After Jeroboam, king of Israel, builds two altars with two golden calves in 1 Kings 12, the Lord sends a prophet to pronounce God’s judgment on Jeroboam’s wickedness. This prophet is introduced in verse 1 as the “a man of God,” and throughout, this title (“man of God)” is repeated fourteen times (vv. 4, 5, 6 [2x], 7, 8, 11, 12, 14 [2x], 21, 26, 29, 31). Peter Leithart has observed, this nameless man of God serves an archetype for the rest of 1–2 Kings (cf. 1 Kgs. 17:18, 24; 20:28; 2 Kgs. 1:9–13; 4:7; etc.). In these books, God continues to send prophets (men of God) to rebuke the wicked kings of Israel and Judah and call them back to the Lord.

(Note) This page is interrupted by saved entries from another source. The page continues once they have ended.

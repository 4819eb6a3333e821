//! Pagination
//!
//! Listing endpoints return one page of results wrapped in a [`Page`]. Requests address
//! pages by a zero-based index while responses report a one-based `page_number`.

use serde::{Deserialize, Serialize};

/// One page of a server-paginated listing.
#[derive(Debug, Clone, PartialEq, Eq, Serialize, Deserialize)]
#[serde(rename_all = "camelCase", bound(deserialize = "T: Deserialize<'de>"))]
pub struct Page<T> {
    /// Items on this page
    #[serde(default)]
    pub data: Vec<T>,

    /// Number of items across all pages
    #[serde(default)]
    pub total_elements: u64,

    /// One-based number of this page
    #[serde(default)]
    pub page_number: u32,

    /// Number of pages
    #[serde(default)]
    pub total_pages: u32,

    /// This is the first page
    #[serde(default)]
    pub is_first: bool,

    /// This is the last page
    #[serde(default)]
    pub is_last: bool,

    /// A following page exists
    #[serde(default)]
    pub has_next: bool,

    /// A preceding page exists
    #[serde(default)]
    pub has_previous: bool,
}

impl<T> Default for Page<T> {
    fn default() -> Self {
        Self {
            data: Vec::new(),
            total_elements: 0,
            page_number: 0,
            total_pages: 0,
            is_first: true,
            is_last: false,
            has_next: false,
            has_previous: false,
        }
    }
}

impl<T> Page<T> {
    /// Zero-based index of this page, as used when requesting it.
    pub fn index(&self) -> u32 {
        self.page_number.saturating_sub(1)
    }

    /// Validate a requested page index against this listing.
    pub fn go_to(&self, index: u32) -> Option<u32> {
        (index < self.total_pages).then_some(index)
    }

    /// Index of the following page, if there is one.
    pub fn next_page(&self) -> Option<u32> {
        if self.has_next {
            self.go_to(self.page_number)
        } else {
            None
        }
    }

    /// Index of the preceding page, if there is one.
    pub fn previous_page(&self) -> Option<u32> {
        if self.has_previous {
            self.page_number.checked_sub(2).and_then(|index| self.go_to(index))
        } else {
            None
        }
    }

    /// Index of the first page, unless this is it.
    pub fn first_page(&self) -> Option<u32> {
        if self.is_first { None } else { self.go_to(0) }
    }

    /// Index of the last page, unless this is it.
    pub fn last_page(&self) -> Option<u32> {
        if self.is_last {
            None
        } else {
            self.total_pages
                .checked_sub(1)
                .and_then(|index| self.go_to(index))
        }
    }

    /// Convert the items on this page, keeping the pagination metadata.
    pub fn map<U>(self, f: impl FnMut(T) -> U) -> Page<U> {
        Page {
            data: self.data.into_iter().map(f).collect(),
            total_elements: self.total_elements,
            page_number: self.page_number,
            total_pages: self.total_pages,
            is_first: self.is_first,
            is_last: self.is_last,
            has_next: self.has_next,
            has_previous: self.has_previous,
        }
    }
}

In this first instance, the man comes to Jeroboam and announces that his idolatrous altar will be torn down (vv. 2–3). In response, Jeroboam seizes the prophet, but not before his hand is paralyzed and his altar is broken in two (vv. 4–5). Struck down, the king pleads for the prophet to pray for healing (v. 6). The man of God obliges and the king is healed. With self-interested gratitude, the king invites the man of God to dine with him, to which the man of God replies, “If you give me half your house, I will not go in with you. And I will not eat bread or drink water in this place, for so was it commanded me by the word of the Lord, saying, ‘You shall neither eat bread nor drink water nor return by the way that you came’” (vv. 8–9). So far, so good. The narrative reports that the man of God departs.

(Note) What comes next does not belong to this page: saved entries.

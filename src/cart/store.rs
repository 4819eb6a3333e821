//! Cart Store

use thiserror::Error;
use tracing::{debug, warn};

use crate::{
    cart::{
        Cart, CartProduct,
        listeners::{CartListener, Listeners, SubscriptionKey},
    },
    storage::{Storage, StorageError},
};

/// Storage key the cart is persisted under.
pub const CART_STORAGE_KEY: &str = "RETAILSTORE_STATE";

/// Errors raised while persisting the cart.
#[derive(Debug, Error)]
pub enum CartStoreError {
    /// The storage backend failed.
    #[error("failed to persist cart")]
    Storage(#[from] StorageError),

    /// The cart could not be serialized, or the persisted state is not a cart.
    #[error("invalid cart state")]
    Serialize(#[from] serde_json::Error),
}

/// Cart Store
///
/// Reads, mutates and persists the cart held in client storage, notifying subscribed
/// listeners after every mutation. Each operation reads the persisted state afresh, so
/// writes from other stores sharing the same storage are picked up but never merged.
#[derive(Debug)]
pub struct CartStore<S> {
    storage: S,
    key: String,
    listeners: Listeners,
}

impl<S: Storage> CartStore<S> {
    /// Create a store persisting under [`CART_STORAGE_KEY`].
    pub fn new(storage: S) -> Self {
        Self::with_key(storage, CART_STORAGE_KEY)
    }

    /// Create a store persisting under a custom key.
    pub fn with_key(storage: S, key: impl Into<String>) -> Self {
        Self {
            storage,
            key: key.into(),
            listeners: Listeners::default(),
        }
    }

    /// Storage key used by this store.
    pub fn key(&self) -> &str {
        &self.key
    }

    /// The underlying storage backend.
    pub fn storage(&self) -> &S {
        &self.storage
    }

    /// Register a listener called with the new cart after every mutation.
    pub fn subscribe(&mut self, listener: impl CartListener + 'static) -> SubscriptionKey {
        self.listeners.insert(Box::new(listener))
    }

    /// Remove a listener. Returns `false` if it was not subscribed.
    pub fn unsubscribe(&mut self, key: SubscriptionKey) -> bool {
        self.listeners.remove(key)
    }

    /// Read the persisted cart.
    ///
    /// When nothing is persisted, an empty cart is stored and returned. Corrupt state is
    /// logged and replaced with an empty cart. A failed read is logged and yields an empty
    /// cart while the stored state is left alone, so this never fails.
    pub fn get_cart(&self) -> Cart {
        match self.load() {
            Ok(Some(cart)) => cart,
            Ok(None) => self.initialize(),
            Err(CartStoreError::Serialize(error)) => {
                warn!(key = %self.key, "discarding corrupt cart state: {error}");

                self.initialize()
            }
            Err(error) => {
                warn!(key = %self.key, "failed to read cart state: {error}");

                Cart::empty()
            }
        }
    }

    /// Number of distinct lines in the persisted cart.
    pub fn item_count(&self) -> usize {
        self.get_cart().len()
    }

    /// Add one unit of `product`, appending a new line when its code is not in the cart.
    ///
    /// # Errors
    ///
    /// Returns a [`CartStoreError`] if the cart cannot be read or the updated cart cannot be
    /// persisted; listeners are not notified in that case.
    pub fn add_product_to_cart(&self, product: &CartProduct) -> Result<Cart, CartStoreError> {
        let mut cart = self.current()?;

        cart.add_product(product);

        debug!(product_code = %product.product_code, "added product to cart");

        self.commit(cart)
    }

    /// Set the quantity of a cart line.
    ///
    /// A quantity below one removes the line. An unknown product code with a positive
    /// quantity is logged and otherwise ignored.
    ///
    /// # Errors
    ///
    /// Returns a [`CartStoreError`] if the cart cannot be read or the updated cart cannot be
    /// persisted; listeners are not notified in that case.
    pub fn update_product_quantity(
        &self,
        product_code: &str,
        quantity: i64,
    ) -> Result<Cart, CartStoreError> {
        let mut cart = self.current()?;

        if quantity < 1 {
            cart.remove_product(product_code);
        } else {
            let quantity = u32::try_from(quantity).unwrap_or(u32::MAX);

            if !cart.set_quantity(product_code, quantity) {
                warn!(%product_code, "product code is not in the cart, ignoring quantity update");
            }
        }

        self.commit(cart)
    }

    /// Remove the persisted cart and notify listeners with an empty cart.
    ///
    /// # Errors
    ///
    /// Returns a [`CartStoreError`] if the storage entry cannot be removed.
    pub fn delete_cart(&self) -> Result<(), CartStoreError> {
        self.storage.remove_item(&self.key)?;

        debug!(key = %self.key, "deleted cart");

        self.listeners.notify(&Cart::empty());

        Ok(())
    }

    fn load(&self) -> Result<Option<Cart>, CartStoreError> {
        let Some(raw) = self.storage.get_item(&self.key)? else {
            return Ok(None);
        };

        let mut cart: Cart = serde_json::from_str(&raw)?;

        cart.normalize();

        Ok(Some(cart))
    }

    /// Cart a mutation starts from. Storage failures propagate; corrupt state starts over.
    fn current(&self) -> Result<Cart, CartStoreError> {
        match self.load() {
            Ok(cart) => Ok(cart.unwrap_or_else(Cart::empty)),
            Err(CartStoreError::Serialize(error)) => {
                warn!(key = %self.key, "discarding corrupt cart state: {error}");

                Ok(Cart::empty())
            }
            Err(error) => Err(error),
        }
    }

    fn initialize(&self) -> Cart {
        let cart = Cart::empty();

        if let Err(error) = self.persist(&cart) {
            warn!(key = %self.key, "failed to persist empty cart: {error}");
        }

        cart
    }

    fn persist(&self, cart: &Cart) -> Result<(), CartStoreError> {
        let serialized = serde_json::to_string(cart)?;

        self.storage.set_item(&self.key, &serialized)?;

        Ok(())
    }

    fn commit(&self, cart: Cart) -> Result<Cart, CartStoreError> {
        self.persist(&cart)?;

        self.listeners.notify(&cart);

        Ok(cart)
    }
}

From these first ten verses, we see that the prophet discharges his duty, escapes danger, and avoids the temptation to dine with the king. Remembering the Word of the Lord, he retains his loyalty to God and refuses the king’s “gracious” offer. Though the prophet’s refusal might not seem remarkable, it does contradict human nature. Made in the image of a God, man aspires for glory; and made to rule over the earth, human nature aspires for dominion. Accordingly, any invitation to rise to the king’s table is naturally attractive (cf. Prov. 25:7). Therefore, it takes moral courage and genuine faith to reject the “treasures of Egypt” and invite reproach as a true follower of God (Heb. 11:25). Accordingly, such obedience depends upon rejecting false invitations by remembering what God has commanded.

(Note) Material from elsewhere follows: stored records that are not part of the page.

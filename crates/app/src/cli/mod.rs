use std::sync::Arc;

use clap::{Parser, Subcommand};
use storefront::prelude::{Cart, CartBadge, CartListener, CartStore, FileStorage};
use storefront_app::{
    config::{CartConfig, StorefrontConfig},
    logging::LoggingConfig,
};

mod cart;
mod inventory;
mod orders;
mod products;
mod render;

#[derive(Debug, Parser)]
#[command(name = "storefront", about = "Retail storefront client", long_about = None)]
pub(crate) struct Cli {
    #[command(flatten)]
    config: StorefrontConfig,

    #[command(subcommand)]
    command: Commands,
}

#[derive(Debug, Subcommand)]
enum Commands {
    Products(products::ProductsCommand),
    Cart(cart::CartCommand),
    Inventory(inventory::InventoryCommand),
    Orders(orders::OrdersCommand),
}

impl Cli {
    /// Parse arguments, falling back to the environment and a `.env` file.
    pub(crate) fn load() -> Result<Self, clap::Error> {
        _ = dotenvy::dotenv();

        Self::try_parse()
    }

    pub(crate) fn logging(&self) -> &LoggingConfig {
        &self.config.logging
    }

    pub(crate) async fn run(self) -> Result<(), String> {
        match self.command {
            Commands::Products(command) => products::run(command, &self.config).await,
            Commands::Cart(command) => cart::run(command, &self.config).await,
            Commands::Inventory(command) => inventory::run(command, &self.config).await,
            Commands::Orders(command) => orders::run(command, &self.config).await,
        }
    }
}

/// Cart store over the configured directory, with a badge following its item count.
fn cart_store(config: &CartConfig) -> (CartStore<FileStorage>, Arc<CartBadge>) {
    let mut store = CartStore::with_key(
        FileStorage::new(config.cart_dir.clone()),
        config.cart_key.clone(),
    );

    let badge = Arc::new(CartBadge::new(store.item_count()));
    let listener = Arc::clone(&badge);

    store.subscribe(move |cart: &Cart| listener.cart_updated(cart));

    (store, badge)
}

In the last year, this has been more difficult than usual. Extenuating circumstances, i.e., a global pandemic, have invited churches and church leaders to gather online, abandon singing, divide the church into clean and unclean, and hide the image of God with various masking protocols. The rationale is that we are doing all of this out of love for neighbor, but in the process the command to love, which fulfills the law, has run roughshod over the law of God and Christ’s commands to gather (Heb. 10:24–25; 12:22–24), sing (Eph. 5:18–20), show hospitality (Rom. 12:9–21), visit the sick (James 5:14), and greet one another with physical affection (i.e., a holy kiss).
In short, unlike the man of God in his refusal to take the king’s meat, many in our day have followed the science and not followed a number of biblical imperatives.